* **Material for the task**
────────

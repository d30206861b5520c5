//! Error types for the data updater

use std::time::Duration;
use thiserror::Error;

/// Boxed provider error carried as the source of an [`UpdaterError`]
pub type BoxError = Box<dyn std::error::Error + Send + Sync + 'static>;

/// Result type alias for data updater operations
pub type Result<T> = std::result::Result<T, UpdaterError>;

/// Failures of the row codec
#[derive(Error, Debug)]
pub enum CodecError {
    #[error("File is not valid UTF-8: {0}")]
    InvalidUtf8(#[from] std::str::Utf8Error),

    #[error("File has no header line")]
    MissingHeader,

    #[error("Row on line {line} has {actual} columns, header has {expected}")]
    RowTooShort {
        line: u64,
        expected: usize,
        actual: usize,
    },

    #[error("Column index {index} out of range for a row of {width} values")]
    IndexOutOfRange { index: usize, width: usize },

    #[error("Key column '{0}' not found in header")]
    UnknownColumn(String),

    #[error("Key column '{0}' is listed more than once")]
    DuplicateColumn(String),

    #[error("At least one key column is required")]
    NoKeyColumns,
}

/// Main error type for the data updater
///
/// One variant per failure origin. Provider failures keep the SDK error as their
/// source so the full chain is visible in logs.
#[derive(Error, Debug)]
pub enum UpdaterError {
    #[error("Configuration error: {0}")]
    Config(String),

    #[error("Config file {key} could not be pulled from the {bucket} bucket")]
    ConfigFetch {
        bucket: String,
        key: String,
        #[source]
        source: BoxError,
    },

    #[error("Serialization error: {0}")]
    Serialization(#[from] serde_json::Error),

    #[error("Invalid trigger event: {0}")]
    InvalidEvent(String),

    #[error("Invalid table name '{name}': {reason}")]
    InvalidTableName { name: String, reason: String },

    #[error("Object store {operation} failed for s3://{bucket}/{key}")]
    ObjectStore {
        operation: &'static str,
        bucket: String,
        key: String,
        #[source]
        source: BoxError,
    },

    #[error("Table registry {operation} failed for table {table}")]
    TableRegistry {
        operation: &'static str,
        table: String,
        #[source]
        source: BoxError,
    },

    #[error("Table {table} was not queryable after {waited:?}")]
    TableWaitTimeout { table: String, waited: Duration },

    #[error("Row codec error: {0}")]
    Codec(#[from] CodecError),

    #[error("Bulk load into {table} stopped after {written} items, {failed} items not written")]
    BulkLoad {
        table: String,
        written: usize,
        failed: usize,
        #[source]
        source: Option<BoxError>,
    },

    #[error("Table {table} partially updated: {applied} rows applied before key '{key}' failed")]
    Update {
        table: String,
        applied: usize,
        key: String,
        #[source]
        source: BoxError,
    },
}

impl UpdaterError {
    pub fn object_store(
        operation: &'static str,
        bucket: impl Into<String>,
        key: impl Into<String>,
        source: impl Into<BoxError>,
    ) -> Self {
        UpdaterError::ObjectStore {
            operation,
            bucket: bucket.into(),
            key: key.into(),
            source: source.into(),
        }
    }

    pub fn table_registry(
        operation: &'static str,
        table: impl Into<String>,
        source: impl Into<BoxError>,
    ) -> Self {
        UpdaterError::TableRegistry {
            operation,
            table: table.into(),
            source: source.into(),
        }
    }
}

#[cfg(test)]
#[allow(clippy::unwrap_used, clippy::expect_used)]
mod tests {
    use super::*;
    use std::error::Error as _;

    #[test]
    fn test_provider_source_is_preserved() {
        let err = UpdaterError::object_store("copy", "final", "a.csv", "access denied");
        assert_eq!(err.to_string(), "Object store copy failed for s3://final/a.csv");
        assert_eq!(err.source().unwrap().to_string(), "access denied");
    }

    #[test]
    fn test_codec_error_converts() {
        let err: UpdaterError = CodecError::UnknownColumn("id".to_string()).into();
        assert!(matches!(err, UpdaterError::Codec(CodecError::UnknownColumn(_))));
        assert_eq!(err.to_string(), "Row codec error: Key column 'id' not found in header");
    }
}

────────

* **Problem to solve**
Whenever a line of the material above contains the string "impl", copy that line out.

* **Answer to this exercise**
impl UpdaterError {
        bucket: impl Into<String>,
        key: impl Into<String>,
        source: impl Into<BoxError>,
        table: impl Into<String>,
        source: impl Into<BoxError>,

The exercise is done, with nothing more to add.